Einige Pharmaunternehmen bieten diesen Service bereits und stimmen die Lesbarkeit der Gebrauchsinformationen mit Patientenverbänden ab. Um Blutdruckpillen oder Schmerzpflaster verständlich zu erklären, setzen Hersteller zudem verstärkt aufs Internet.

Vier Tipps zu Beipackzetteln

1. Fragen Sie!

Lassen Sie sich vom Apotheker beraten, besonders wenn Sie ein Mittel zum ersten Mal verschrieben bekommen. Fragen Sie, wofür, wann und in welcher Dosis Sie die Arznei einnehmen müssen. Notieren Sie sich die Antworten auf diese W-Fragen in Kurzform auf der Arzneischachtel.
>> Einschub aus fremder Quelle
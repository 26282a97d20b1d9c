//! Integration tests for the CLI binary.
//!
//! Drives the `tl` binary against a temporary data directory.
//!
//! This test is registered as a [[test]] in the trustlend-cli crate
//! so that CARGO_BIN_EXE_tl is available.

use std::path::Path;
use std::process::{Command, Output};

use serde_json::Value;

/// Get a Command pointing to the `tl` binary with an isolated home.
fn tl(home: &Path) -> Command {
    let mut cmd = Command::new(env!("CARGO_BIN_EXE_tl"));
    cmd.arg("--home").arg(home).env_remove("TRUSTLEND_USER");
    cmd
}

fn run_ok(cmd: &mut Command) -> Output {
    let output = cmd.output().expect("failed to execute tl");
    assert!(
        output.status.success(),
        "tl should succeed, stderr: {}",
        String::from_utf8_lossy(&output.stderr)
    );
    output
}

fn json_out(cmd: &mut Command) -> Value {
    let output = run_ok(cmd.arg("--json"));
    serde_json::from_slice(&output.stdout).expect("stdout should be JSON")
}

#[test]
fn cli_responds_to_help() {
    let output = Command::new(env!("CARGO_BIN_EXE_tl"))
        .arg("--help")
        .output()
        .expect("failed to execute tl --help");

    assert!(output.status.success());
    let stdout = String::from_utf8_lossy(&output.stdout);
    assert!(
        stdout.contains("TrustLend") || stdout.contains("Usage"),
        "tl --help output should contain usage information, got: {stdout}"
    );
}

#[test]
fn cli_responds_to_version() {
    let output = Command::new(env!("CARGO_BIN_EXE_tl"))
        .arg("--version")
        .output()
        .expect("failed to execute tl --version");

    assert!(output.status.success());
    let stdout = String::from_utf8_lossy(&output.stdout);
    assert!(stdout.contains("0.1"), "unexpected version output: {stdout}");
}

#[test]
fn cli_exits_with_error_on_unknown_flag() {
    let output = Command::new(env!("CARGO_BIN_EXE_tl"))
        .arg("--nonexistent-flag")
        .output()
        .expect("failed to execute tl");

    assert!(!output.status.success());
}

#[test]
fn cli_requires_acting_user() {
    let home = tempfile::tempdir().unwrap();
    let output = tl(home.path())
        .args(["trust", "list"])
        .output()
        .expect("failed to execute tl");

    assert!(!output.status.success());
    let stderr = String::from_utf8_lossy(&output.stderr);
    assert!(stderr.contains("--user"), "stderr: {stderr}");
}

#[test]
fn cli_negative_price_is_rejected_by_validation() {
    let home = tempfile::tempdir().unwrap();
    let output = tl(home.path())
        .args(["--user", "bob", "item", "publish", "--title", "Drill"])
        .args(["--lat", "-33.9", "--lng", "18.4", "--price", "-5"])
        .output()
        .expect("failed to execute tl");

    assert!(!output.status.success());
    let stderr = String::from_utf8_lossy(&output.stderr);
    assert!(stderr.contains("price per day must be a non-negative number"), "stderr: {stderr}");
}

#[test]
fn cli_trust_publish_and_book() {
    let home = tempfile::tempdir().unwrap();
    let h = home.path();

    run_ok(tl(h).args(["--user", "ann", "trust", "add", "bob"]));

    let level = json_out(tl(h).args(["--user", "ann", "trust", "level", "bob"]));
    assert_eq!(level["level"], 1);
    assert_eq!(level["label"], "direct");

    let item = json_out(tl(h).args([
        "--user", "bob", "item", "publish", "--title", "Drill", "--lat", "-33.9", "--lng",
        "18.4", "--price", "100",
    ]));
    let item_id = item["id"].as_str().unwrap().to_string();

    let visible = json_out(tl(h).args(["--user", "ann", "discover"]));
    assert_eq!(visible[0]["item"]["id"], item_id.as_str());
    assert_eq!(visible[0]["handshake_level"], 1);

    let booking = json_out(tl(h).args([
        "--user",
        "ann",
        "book",
        "request",
        item_id.as_str(),
        "--start",
        "2024-01-01",
        "--end",
        "2024-01-03",
    ]));
    let booking_id = booking["id"].as_str().unwrap().to_string();
    assert_eq!(booking["status"], "pending");

    let conflict = tl(h)
        .args([
            "--user",
            "cat",
            "book",
            "request",
            item_id.as_str(),
            "--start",
            "2024-01-03",
            "--end",
            "2024-01-05",
        ])
        .output()
        .unwrap();
    assert!(!conflict.status.success());
    assert!(String::from_utf8_lossy(&conflict.stderr).contains("overlaps"));

    let decided = json_out(tl(h).args(["--user", "bob", "book", "decide", booking_id.as_str(), "confirm"]));
    assert_eq!(decided["status"], "confirmed");

    let quote = json_out(tl(h).args(["book", "quote", booking_id.as_str()]));
    assert_eq!(quote["total"], 300.0);
    assert_eq!(quote["days"], 3);

    let blocked = json_out(tl(h).args(["item", "blocked", item_id.as_str()]));
    assert_eq!(blocked.as_array().unwrap().len(), 3);
}

#[test]
fn cli_config_save_writes_file() {
    let home = tempfile::tempdir().unwrap();
    run_ok(tl(home.path()).args(["config", "--save"]));
    assert!(home.path().join("config.json").exists());
}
Der Apotheker erklärt Ihnen auch mögliche Wechselwirkungen mit anderen Mitteln.

2. Lesen Sie aufmerksam!

Nehmen Sie sich Zeit, um die Packungsbeilage durchzugehen. Schreiben Sie auf, was Sie nicht verstehen, und besprechen Sie, was unklar geblieben ist, mit dem Arzt oder Apotheker.

3. Machen Sie es sich leichter!

Bitten Sie Ihren Apotheker, den Beipackzettel in größerer Schrift auszudrucken. Sie können das auch selbst tun, wenn Sie zu Hause ins Internet gehen.

4. Melden Sie sich!

Lassen Sie sich nicht verunsichern. Die Hersteller müssen im Beipackzettel sämtliche Risiken aufzählen, die Sie aller Wahrscheinlichkeit nicht betreffen. Aber wenn Sie unmittelbar auf die Einnahme eines neuen Medikaments mit Nebenwirkungen reagieren, die nicht im Beipackzettel stehen, sagen Sie das Ihrem Apotheker. Ihre Beschwerden meldet er der Arzneimittelkomission, die bei Verdacht das Medikament kontrolliert.